■ What you will do
Scan the entries below and return each line that contains "move".

[Entries taken from a collection]
== Segment start ==
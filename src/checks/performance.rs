//! Performance check
//!
//! Flags render-blocking scripts and oversized images. The image check issues
//! one HEAD request per image; all of them run concurrently and are fully
//! awaited before the check returns, so every result makes it into the
//! report.

use crate::audit::{head_content_length, Document};
use crate::config::Config;
use crate::report::{format_bytes, Category, Finding};
use futures::future::join_all;
use reqwest::Client;
use scraper::Selector;
use std::sync::LazyLock;
use url::Url;

static SCRIPT_SELECTOR: LazyLock<Selector> =
    LazyLock::new(|| Selector::parse("script[src]").expect("script selector is valid"));

static IMG_SELECTOR: LazyLock<Selector> =
    LazyLock::new(|| Selector::parse("img[src]").expect("img selector is valid"));

static BASE_SELECTOR: LazyLock<Selector> =
    LazyLock::new(|| Selector::parse("base[href]").expect("base selector is valid"));

/// Runs the performance check
pub async fn check(doc: &Document, client: &Client, config: &Config) -> Vec<Finding> {
    let mut findings = check_blocking_scripts(doc);
    findings.extend(check_image_sizes(doc, client, config).await);
    findings
}

/// Flags `<script src>` elements that have neither `async` nor `defer`
fn check_blocking_scripts(doc: &Document) -> Vec<Finding> {
    let mut findings = Vec::new();

    for script in doc.select(&SCRIPT_SELECTOR) {
        let value = script.value();
        if value.attr("async").is_some() || value.attr("defer").is_some() {
            continue;
        }

        let mut finding = Finding::new(
            Category::Performance,
            "Script loads synchronously and blocks rendering",
            "Add the async or defer attribute to the script tag",
            doc.locate(&script),
        );
        if let Some(src) = value.attr("src") {
            finding = finding.with_resource(src);
        }
        findings.push(finding);
    }

    findings
}

/// Flags images whose HEAD Content-Length exceeds the configured threshold
///
/// Relative image URLs resolve against the document base: the first
/// `<base href>` when present, otherwise the configured site URL. Data URIs
/// are skipped. A failed HEAD request skips the image (logged by the
/// fetcher); only a reported Content-Length strictly greater than kb × 1024
/// produces a finding. Per-image requests fan out concurrently; the whole set
/// is awaited and merged in document order before returning.
async fn check_image_sizes(doc: &Document, client: &Client, config: &Config) -> Vec<Finding> {
    let site_url = match Url::parse(&config.site.url) {
        Ok(url) => url,
        Err(e) => {
            // Config validation should have caught this; without a base URL
            // relative images cannot be resolved, so skip the whole check
            tracing::warn!("Cannot parse site URL {}: {}", config.site.url, e);
            return Vec::new();
        }
    };
    let base_url = document_base(doc, &site_url);

    let threshold_bytes = config.thresholds.max_image_size_bytes();
    let threshold_kb = config.thresholds.max_image_size_kb;

    let mut candidates = Vec::new();
    for img in doc.select(&IMG_SELECTOR) {
        let src = match img.value().attr("src") {
            Some(src) if !src.starts_with("data:") => src,
            _ => continue,
        };

        let resolved = match base_url.join(src) {
            Ok(url) => url.to_string(),
            Err(e) => {
                tracing::warn!("Cannot resolve image URL {}: {}", src, e);
                continue;
            }
        };

        // Capture the location before the async fan-out so futures do not
        // borrow the document
        candidates.push((resolved, doc.locate(&img)));
    }

    let checks = candidates.into_iter().map(|(resource, location)| async move {
        let length = head_content_length(client, &resource).await?;
        if length > threshold_bytes {
            Some(
                Finding::new(
                    Category::Performance,
                    format!("Image is larger than {} KB", threshold_kb),
                    "Compress the image or serve a scaled-down version",
                    location,
                )
                .with_resource(resource)
                .with_size(format_bytes(length)),
            )
        } else {
            None
        }
    });

    join_all(checks).await.into_iter().flatten().collect()
}

/// Resolves the document base URL
///
/// The first `<base href>` element wins, resolved against the site URL (a
/// relative base is itself base-relative, per HTML). An unparseable base
/// falls back to the site URL.
fn document_base(doc: &Document, site_url: &Url) -> Url {
    let href = doc
        .select(&BASE_SELECTOR)
        .next()
        .and_then(|base| base.value().attr("href"));

    match href {
        Some(href) => match site_url.join(href) {
            Ok(url) => url,
            Err(e) => {
                tracing::warn!("Cannot resolve <base href> {}: {}", href, e);
                site_url.clone()
            }
        },
        None => site_url.clone(),
    }
}
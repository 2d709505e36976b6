//! Report module for sitecheck
//!
//! This module holds the finding value types and the plain-text report
//! renderer/writer.

mod findings;
mod text;

pub use findings::{format_bytes, Category, Finding, Location};
pub use text::{format_report, write_report, REPORT_HEADER};
use crate::config::types::Config;
use crate::config::validation::validate;
use crate::ConfigError;
use sha2::{Digest, Sha256};
use std::path::Path;

/// Loads and parses a configuration file from the given path
///
/// # Arguments
///
/// * `path` - Path to the TOML configuration file
///
/// # Returns
///
/// * `Ok(Config)` - Successfully loaded and validated configuration
/// * `Err(ConfigError)` - Failed to load, parse, or validate the configuration
///
/// # Example
///
/// ```no_run
/// use std::path::Path;
/// use sitecheck::config::load_config;
///
/// let config = load_config(Path::new("config.toml")).unwrap();
/// println!("Auditing: {}", config.site.url);
/// ```
pub fn load_config(path: &Path) -> Result<Config, ConfigError> {
    // Read the configuration file
    let content = std::fs::read_to_string(path)?;

    // Parse TOML
    let config: Config = toml::from_str(&content)?;

    // Validate the configuration
    validate(&config)?;

    Ok(config)
}

/// Computes a SHA-256 hash of the configuration file content
///
/// Logged at startup so two audit reports can be traced back to the exact
/// configuration that produced them.
///
/// # Arguments
///
/// * `path` - Path to the TOML configuration file
///
/// # Returns
///
/// * `Ok(String)` - Hex-encoded SHA-256 hash of the file content
/// * `Err(ConfigError)` - Failed to read the file
pub fn compute_config_hash(path: &Path) -> Result<String, ConfigError> {
    let content = std::fs::read_to_string(path)?;
    let mut hasher = Sha256::new();
    hasher.update(content.as_bytes());
    let result = hasher.finalize();
    Ok(hex::encode(result))
}

/// Loads a configuration and returns both the config and its hash
///
/// # Arguments
///
/// * `path` - Path to the TOML configuration file
///
/// # Returns
///
/// * `Ok((Config, String))` - Successfully loaded configuration and its hash
/// * `Err(ConfigError)` - Failed to load or parse the configuration
pub fn load_config_with_hash(path: &Path) -> Result<(Config, String), ConfigError> {
    let config = load_config(path)?;
    let hash = compute_config_hash(path)?;
    Ok((config, hash))
}
use serde::Deserialize;

/// Main configuration structure for sitecheck
#[derive(Debug, Clone, Deserialize)]
pub struct Config {
    pub site: SiteConfig,
    #[serde(default)]
    pub thresholds: ThresholdConfig,
    #[serde(default)]
    pub output: OutputConfig,
}

/// Target site configuration
#[derive(Debug, Clone, Deserialize)]
pub struct SiteConfig {
    /// URL of the page to audit
    pub url: String,
}

/// Check threshold configuration
#[derive(Debug, Clone, Deserialize)]
pub struct ThresholdConfig {
    /// Images whose Content-Length exceeds this many kilobytes are flagged
    #[serde(rename = "max-image-size-kb", default = "default_max_image_size_kb")]
    pub max_image_size_kb: u64,
}

/// Output configuration
#[derive(Debug, Clone, Deserialize)]
pub struct OutputConfig {
    /// Path to the plain-text report file (overwritten each run)
    #[serde(rename = "report-path", default = "default_report_path")]
    pub report_path: String,
}

fn default_max_image_size_kb() -> u64 {
    100
}

fn default_report_path() -> String {
    "site-analysis-report.txt".to_string()
}

impl Default for ThresholdConfig {
    fn default() -> Self {
        Self {
            max_image_size_kb: default_max_image_size_kb(),
        }
    }
}

impl Default for OutputConfig {
    fn default() -> Self {
        Self {
            report_path: default_report_path(),
        }
    }
}

impl ThresholdConfig {
    /// The image size threshold expressed in bytes (kb × 1024)
    pub fn max_image_size_bytes(&self) -> u64 {
        self.max_image_size_kb * 1024
    }
}
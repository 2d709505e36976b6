//! Audit coordinator - main audit orchestration logic
//!
//! Sequences the whole run: fetch the page, parse it, run the six checks in
//! their fixed order, and write the report. Any fetch, parse, or write failure
//! propagates to the caller; no partial report is written.

use crate::audit::document::Document;
use crate::audit::fetcher::{build_http_client, fetch_page};
use crate::checks;
use crate::config::Config;
use crate::report::write_report;
use crate::AuditError;
use reqwest::Client;
use std::path::Path;

/// Main auditor structure
pub struct Auditor {
    config: Config,
    client: Client,
}

impl Auditor {
    /// Creates a new auditor for the given configuration
    ///
    /// # Arguments
    ///
    /// * `config` - The audit configuration
    ///
    /// # Returns
    ///
    /// * `Ok(Auditor)` - Successfully created auditor
    /// * `Err(AuditError)` - Failed to build the HTTP client
    pub fn new(config: Config) -> Result<Self, AuditError> {
        let client = build_http_client()?;
        Ok(Self { config, client })
    }

    /// Runs the full audit
    ///
    /// 1. Fetches the configured page
    /// 2. Parses the HTML
    /// 3. Runs every check in report order
    /// 4. Writes the plain-text report, overwriting any previous one
    ///
    /// # Returns
    ///
    /// * `Ok(usize)` - Number of findings written to the report
    /// * `Err(AuditError)` - Fetch or report write failed
    pub async fn run(&self) -> Result<usize, AuditError> {
        tracing::info!("Fetching {}", self.config.site.url);
        let body = fetch_page(&self.client, &self.config.site.url).await?;
        tracing::debug!("Fetched {} bytes", body.len());

        let document = Document::parse(&body);

        let findings = checks::run_all(&document, &self.client, &self.config).await;
        tracing::info!("Checks produced {} finding(s)", findings.len());

        let report_path = Path::new(&self.config.output.report_path);
        write_report(report_path, &findings)?;
        tracing::info!("Report written to {}", report_path.display());

        Ok(findings.len())
    }
}

/// Runs a complete audit for the given configuration
///
/// This is the main library entry point used by the CLI.
///
/// # Arguments
///
/// * `config` - The audit configuration
///
/// # Returns
///
/// * `Ok(usize)` - Number of findings written to the report
/// * `Err(AuditError)` - The audit failed before a report could be written
pub async fn run_audit(config: Config) -> Result<usize, AuditError> {
    Auditor::new(config)?.run().await
}
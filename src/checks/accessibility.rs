//! Accessibility check
//!
//! Flags images without alt text and inline-styled elements whose text and
//! background colors fall below the WCAG AA contrast ratio for normal text.

use crate::audit::{hierarchy_path, inline_style, Document};
use crate::checks::color::{contrast_ratio, parse_color};
use crate::report::{Category, Finding};
use scraper::Selector;
use std::sync::LazyLock;

/// WCAG AA contrast threshold for normal-size text
const MIN_CONTRAST_RATIO: f64 = 4.5;

static IMG_SELECTOR: LazyLock<Selector> =
    LazyLock::new(|| Selector::parse("img").expect("img selector is valid"));

static STYLED_SELECTOR: LazyLock<Selector> =
    LazyLock::new(|| Selector::parse("[style]").expect("style selector is valid"));

/// Runs the accessibility check
pub fn check(doc: &Document) -> Vec<Finding> {
    let mut findings = check_alt_text(doc);
    findings.extend(check_contrast(doc));
    findings
}

/// Flags `<img>` elements without a non-empty `alt` attribute
///
/// An explicit `alt=""` counts as missing.
fn check_alt_text(doc: &Document) -> Vec<Finding> {
    let mut findings = Vec::new();

    for img in doc.select(&IMG_SELECTOR) {
        let has_alt = img.value().attr("alt").is_some_and(|alt| !alt.is_empty());
        if has_alt {
            continue;
        }

        let mut finding = Finding::new(
            Category::Accessibility,
            "Image has no alt text",
            "Add a descriptive alt attribute to the image",
            doc.locate(&img),
        )
        .with_hierarchy(hierarchy_path(&img));
        if let Some(src) = img.value().attr("src") {
            finding = finding.with_resource(src);
        }
        findings.push(finding);
    }

    findings
}

/// Flags elements whose inline text and background colors contrast below 4.5
///
/// Only inline `style` declarations are considered; elements missing either
/// color, or using a notation the parser does not recognize, are skipped.
/// A ratio of exactly 4.5 passes.
fn check_contrast(doc: &Document) -> Vec<Finding> {
    let mut findings = Vec::new();

    for element in doc.select(&STYLED_SELECTOR) {
        let foreground = inline_style(&element, "color").and_then(|v| parse_color(&v));
        let background = inline_style(&element, "background-color").and_then(|v| parse_color(&v));

        let (foreground, background) = match (foreground, background) {
            (Some(fg), Some(bg)) => (fg, bg),
            _ => continue,
        };

        let ratio = contrast_ratio(foreground, background);
        if ratio < MIN_CONTRAST_RATIO {
            findings.push(
                Finding::new(
                    Category::Accessibility,
                    "Low contrast between text and background colors",
                    "Increase the color contrast to at least 4.5:1",
                    doc.locate(&element),
                )
                .with_hierarchy(hierarchy_path(&element))
                .with_contrast_ratio(ratio),
            );
        }
    }

    findings
}
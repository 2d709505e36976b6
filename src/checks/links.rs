//! Broken-links check
//!
//! Flags anchors whose href is exactly empty or points only at a fragment.
//! No requests are made; this is a static check on the href value.

use crate::audit::Document;
use crate::report::{Category, Finding};
use scraper::Selector;
use std::sync::LazyLock;

static ANCHOR_SELECTOR: LazyLock<Selector> =
    LazyLock::new(|| Selector::parse("a[href]").expect("anchor selector is valid"));

/// Runs the broken-links check
pub fn check(doc: &Document) -> Vec<Finding> {
    let mut findings = Vec::new();

    for anchor in doc.select(&ANCHOR_SELECTOR) {
        let href = anchor.value().attr("href").unwrap_or("");

        if href.is_empty() {
            findings.push(Finding::new(
                Category::Link,
                "Link has an empty href",
                "Point the link at a real destination URL",
                doc.locate(&anchor),
            ));
        } else if href.starts_with('#') {
            findings.push(
                Finding::new(
                    Category::Link,
                    "Link points only at a page fragment",
                    "Point the link at a real destination URL",
                    doc.locate(&anchor),
                )
                .with_resource(href),
            );
        }
    }

    findings
}
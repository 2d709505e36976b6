//! Security check
//!
//! Flags a site that is not configured with an https URL. This is a string
//! check on the configured URL, not on the scheme actually negotiated after
//! redirects; the audited page is never re-inspected for its final transport.

use crate::report::{Category, Finding, Location};

/// Runs the security check against the configured site URL
pub fn check(site_url: &str) -> Vec<Finding> {
    if site_url.starts_with("https://") {
        return Vec::new();
    }

    vec![Finding::new(
        Category::Security,
        "Site is not served over HTTPS",
        "Serve the site via HTTPS with a valid certificate",
        Location::SiteUrl,
    )
    .with_resource(site_url)]
}
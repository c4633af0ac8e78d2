use std::borrow::Cow;
use std::fmt;

use crate::suspend::{SuspendKind, Suspendable};

/// A runtime value held in a context's data stack or constant pool.
#[derive(Debug, Clone, PartialEq)]
pub enum Value {
    /// The language's "no value" marker. Also the null argument at host call sites.
    None,
    Bool(bool),
    Int(i64),
    Float(f64),
    Str(String),
    List(Vec<Value>),
    /// A generator or coroutine object wrapping a parked context.
    Suspended(Suspendable),
    /// Exhaustion sentinel pushed when an iterator-advance or generator-send
    /// instruction observes `StopIteration`.
    StopIteration,
}

impl Value {
    pub fn type_name(&self) -> &'static str {
        match self {
            Value::None => "NoneType",
            Value::Bool(_) => "bool",
            Value::Int(_) => "int",
            Value::Float(_) => "float",
            Value::Str(_) => "str",
            Value::List(_) => "list",
            Value::Suspended(handle) => match handle.kind() {
                SuspendKind::Generator => "generator",
                SuspendKind::Coroutine => "coroutine",
            },
            Value::StopIteration => "StopIteration",
        }
    }

    /// The runtime type used to fingerprint host call sites.
    ///
    /// Returns `None` for [`Value::None`], which stands in for a null argument.
    pub fn host_type(&self) -> Option<HostType> {
        match self {
            Value::None => None,
            other => Some(HostType::from_static(other.type_name())),
        }
    }

    pub fn is_none(&self) -> bool {
        matches!(self, Value::None)
    }

    pub fn is_stop_iteration(&self) -> bool {
        matches!(self, Value::StopIteration)
    }

    pub fn is_truthy(&self) -> bool {
        match self {
            Value::None | Value::StopIteration => false,
            Value::Bool(b) => *b,
            Value::Int(i) => *i != 0,
            Value::Float(f) => *f != 0.0,
            Value::Str(s) => !s.is_empty(),
            Value::List(l) => !l.is_empty(),
            Value::Suspended(_) => true,
        }
    }

    pub fn as_int(&self) -> Option<i64> {
        match self {
            Value::Int(i) => Some(*i),
            Value::Bool(b) => Some(i64::from(*b)),
            _ => None,
        }
    }

    pub fn as_float(&self) -> Option<f64> {
        match self {
            Value::Float(f) => Some(*f),
            Value::Int(i) => Some(*i as f64),
            Value::Bool(b) => Some(if *b { 1.0 } else { 0.0 }),
            _ => None,
        }
    }

    pub fn as_str(&self) -> Option<&str> {
        match self {
            Value::Str(s) => Some(s),
            _ => None,
        }
    }

    pub fn as_suspendable(&self) -> Option<Suspendable> {
        match self {
            Value::Suspended(handle) => Some(handle.clone()),
            _ => None,
        }
    }

    /// Convert to the string form used in exception messages and `print`.
    ///
    /// Unlike `Display`, strings are not quoted.
    pub fn to_print_string(&self) -> String {
        match self {
            Value::Str(s) => s.clone(),
            other => other.to_string(),
        }
    }
}

impl fmt::Display for Value {
    fn fmt(&self, f: &mut fmt::Formatter<'_>) -> fmt::Result {
        match self {
            Value::None => write!(f, "None"),
            Value::Bool(b) => write!(f, "{}", if *b { "True" } else { "False" }),
            Value::Int(i) => write!(f, "{}", i),
            Value::Float(fl) => {
                if fl.fract() == 0.0 {
                    write!(f, "{}.0", fl)
                } else {
                    write!(f, "{}", fl)
                }
            }
            Value::Str(s) => write!(f, "'{}'", s),
            Value::List(items) => {
                write!(f, "[")?;
                for (i, item) in items.iter().enumerate() {
                    if i > 0 {
                        write!(f, ", ")?;
                    }
                    write!(f, "{}", item)?;
                }
                write!(f, "]")
            }
            Value::Suspended(handle) => {
                write!(f, "<{} object at {}>", handle.kind(), handle.context())
            }
            Value::StopIteration => write!(f, "<StopIteration>"),
        }
    }
}

impl From<bool> for Value {
    fn from(b: bool) -> Self {
        Value::Bool(b)
    }
}

impl From<i64> for Value {
    fn from(i: i64) -> Self {
        Value::Int(i)
    }
}

impl From<i32> for Value {
    fn from(i: i32) -> Self {
        Value::Int(i64::from(i))
    }
}

impl From<f64> for Value {
    fn from(f: f64) -> Self {
        Value::Float(f)
    }
}

impl From<String> for Value {
    fn from(s: String) -> Self {
        Value::Str(s)
    }
}

impl From<&str> for Value {
    fn from(s: &str) -> Self {
        Value::Str(s.to_string())
    }
}

impl<T: Into<Value>> From<Vec<T>> for Value {
    fn from(v: Vec<T>) -> Self {
        Value::List(v.into_iter().map(Into::into).collect())
    }
}

impl<T: Into<Value>> From<Option<T>> for Value {
    fn from(opt: Option<T>) -> Self {
        match opt {
            Some(v) => v.into(),
            None => Value::None,
        }
    }
}

/// Name of a host-runtime type: a declaring type at a host call site, or the
/// runtime type of one argument.
#[derive(Debug, Clone, PartialEq, Eq, Hash, PartialOrd, Ord)]
pub struct HostType(Cow<'static, str>);

impl HostType {
    pub fn new(name: impl Into<String>) -> Self {
        Self(Cow::Owned(name.into()))
    }

    pub const fn from_static(name: &'static str) -> Self {
        Self(Cow::Borrowed(name))
    }

    pub fn name(&self) -> &str {
        &self.0
    }
}

impl fmt::Display for HostType {
    fn fmt(&self, f: &mut fmt::Formatter<'_>) -> fmt::Result {
        f.write_str(&self.0)
    }
}

impl From<&str> for HostType {
    fn from(name: &str) -> Self {
        Self::new(name)
    }
}

impl From<String> for HostType {
    fn from(name: String) -> Self {
        Self(Cow::Owned(name))
    }
}
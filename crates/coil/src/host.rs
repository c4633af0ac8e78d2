//! The boundary between the VM and the host runtime.
//!
//! `CallHost` instructions describe a call site by [`ExecutableKey`]. On a
//! cache miss the VM asks a [`HostBridge`] to resolve the key into an
//! [`Invoker`]; the invoker is what actually performs the call. Both halves
//! belong to the embedder: the VM only caches resolutions and runs invokers.

use std::collections::HashMap;
use std::fmt;
use std::sync::Arc;
use std::sync::atomic::{AtomicUsize, Ordering};

use crate::cache::{ExecutableKey, ExecutableKind};
use crate::exception::{ExcType, Thrown};
use crate::value::{HostType, Value};

/// A resolved host call target.
///
/// Failures of the target should come back wrapped in
/// [`Thrown::InvocationTarget`]; the VM unwraps them before raising.
pub type Invoker = Arc<dyn Fn(&[Value]) -> Result<Value, Thrown> + Send + Sync>;

/// Outcome of resolving a call site, cached per [`ExecutableKey`].
pub type Resolution = Result<Invoker, Thrown>;

/// Resolves host call sites into invokers.
pub trait HostBridge: Send + Sync {
    /// Find the target for `key`. The key carries the runtime type of every
    /// argument; later calls with the same key reuse the result.
    fn resolve(&self, key: &ExecutableKey) -> Resolution;
}

/// A bridge with nothing registered. Every host call raises `AttributeError`.
#[derive(Debug, Default, Clone, Copy)]
pub struct NoHost;

impl HostBridge for NoHost {
    fn resolve(&self, key: &ExecutableKey) -> Resolution {
        Err(Thrown::raised(
            ExcType::AttributeError,
            format!("no host bridge configured for {}", key),
        ))
    }
}

/// Parameter type that accepts any argument, including null.
pub const ANY: HostType = HostType::from_static("object");

/// Type alias for host functions registered by the embedder.
pub type HostFn = Arc<dyn Fn(&[Value]) -> Result<Value, Thrown> + Send + Sync>;

#[derive(Clone)]
struct Overload {
    params: Vec<HostType>,
    func: HostFn,
}

impl Overload {
    /// Whether the overload accepts arguments with this fingerprint.
    ///
    /// A null argument is accepted by every parameter type.
    fn accepts(&self, fingerprint: &[Option<HostType>]) -> bool {
        self.params.len() == fingerprint.len()
            && self.params.iter().zip(fingerprint).all(|(param, arg)| {
                *param == ANY || arg.as_ref().is_none_or(|arg| arg == param)
            })
    }
}

type RegistryKey = (ExecutableKind, HostType, Option<String>);

/// A [`HostBridge`] backed by Rust closures registered up front.
///
/// Overloads are tried in registration order; the first whose parameter types
/// accept the call's fingerprint wins.
///
/// ```
/// use coil::{ExecutableKey, HostBridge, HostRegistry, Value};
///
/// let mut host = HostRegistry::new();
/// host.register_static("math", "double", &["int"], |args| {
///     Ok(Value::Int(args[0].as_int().unwrap_or(0) * 2))
/// });
///
/// let key = ExecutableKey::method("math", "double", true, &[Value::Int(21)]);
/// let invoker = host.resolve(&key).unwrap();
/// assert_eq!(invoker(&[Value::Int(21)]).unwrap(), Value::Int(42));
/// ```
#[derive(Default)]
pub struct HostRegistry {
    overloads: HashMap<RegistryKey, Vec<Overload>>,
    resolutions: AtomicUsize,
}

impl HostRegistry {
    pub fn new() -> Self {
        Self::default()
    }

    /// Register an instance method. The receiver is the first parameter.
    pub fn register_method<F>(
        &mut self,
        declaring: impl Into<HostType>,
        name: impl Into<String>,
        params: &[&str],
        f: F,
    ) where
        F: Fn(&[Value]) -> Result<Value, Thrown> + Send + Sync + 'static,
    {
        self.register(
            (ExecutableKind::InstanceMethod, declaring.into(), Some(name.into())),
            params,
            Arc::new(f),
        );
    }

    /// Register a static method.
    pub fn register_static<F>(
        &mut self,
        declaring: impl Into<HostType>,
        name: impl Into<String>,
        params: &[&str],
        f: F,
    ) where
        F: Fn(&[Value]) -> Result<Value, Thrown> + Send + Sync + 'static,
    {
        self.register(
            (ExecutableKind::StaticMethod, declaring.into(), Some(name.into())),
            params,
            Arc::new(f),
        );
    }

    /// Register a constructor.
    pub fn register_constructor<F>(&mut self, declaring: impl Into<HostType>, params: &[&str], f: F)
    where
        F: Fn(&[Value]) -> Result<Value, Thrown> + Send + Sync + 'static,
    {
        self.register(
            (ExecutableKind::Constructor, declaring.into(), None),
            params,
            Arc::new(f),
        );
    }

    fn register(&mut self, key: RegistryKey, params: &[&str], func: HostFn) {
        let params = params.iter().map(|p| HostType::new(*p)).collect();
        self.overloads
            .entry(key)
            .or_default()
            .push(Overload { params, func });
    }

    /// How many times [`HostBridge::resolve`] has run.
    pub fn resolutions(&self) -> usize {
        self.resolutions.load(Ordering::Relaxed)
    }
}

impl HostBridge for HostRegistry {
    fn resolve(&self, key: &ExecutableKey) -> Resolution {
        self.resolutions.fetch_add(1, Ordering::Relaxed);
        let lookup = (
            key.kind(),
            key.declaring().clone(),
            key.member().map(str::to_string),
        );
        let Some(candidates) = self.overloads.get(&lookup) else {
            return Err(Thrown::raised(
                ExcType::AttributeError,
                match key.member() {
                    Some(member) => {
                        format!("type '{}' has no attribute '{}'", key.declaring(), member)
                    }
                    None => format!("type '{}' has no constructor", key.declaring()),
                },
            ));
        };
        let Some(overload) = candidates.iter().find(|o| o.accepts(key.fingerprint())) else {
            return Err(Thrown::raised(
                ExcType::TypeError,
                format!("no overload matches {}", key),
            ));
        };

        let func = Arc::clone(&overload.func);
        Ok(Arc::new(move |args: &[Value]| {
            func(args).map_err(Thrown::into_invocation_target)
        }))
    }
}

impl fmt::Debug for HostRegistry {
    fn fmt(&self, f: &mut fmt::Formatter<'_>) -> fmt::Result {
        f.debug_struct("HostRegistry")
            .field("targets", &self.overloads.len())
            .field("resolutions", &self.resolutions())
            .finish()
    }
}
== Segment end ==
■ Answer space
    let checks = candidates.into_iter().map(|(resource, location)| async move {
        Ok(Arc::new(move |args: &[Value]| {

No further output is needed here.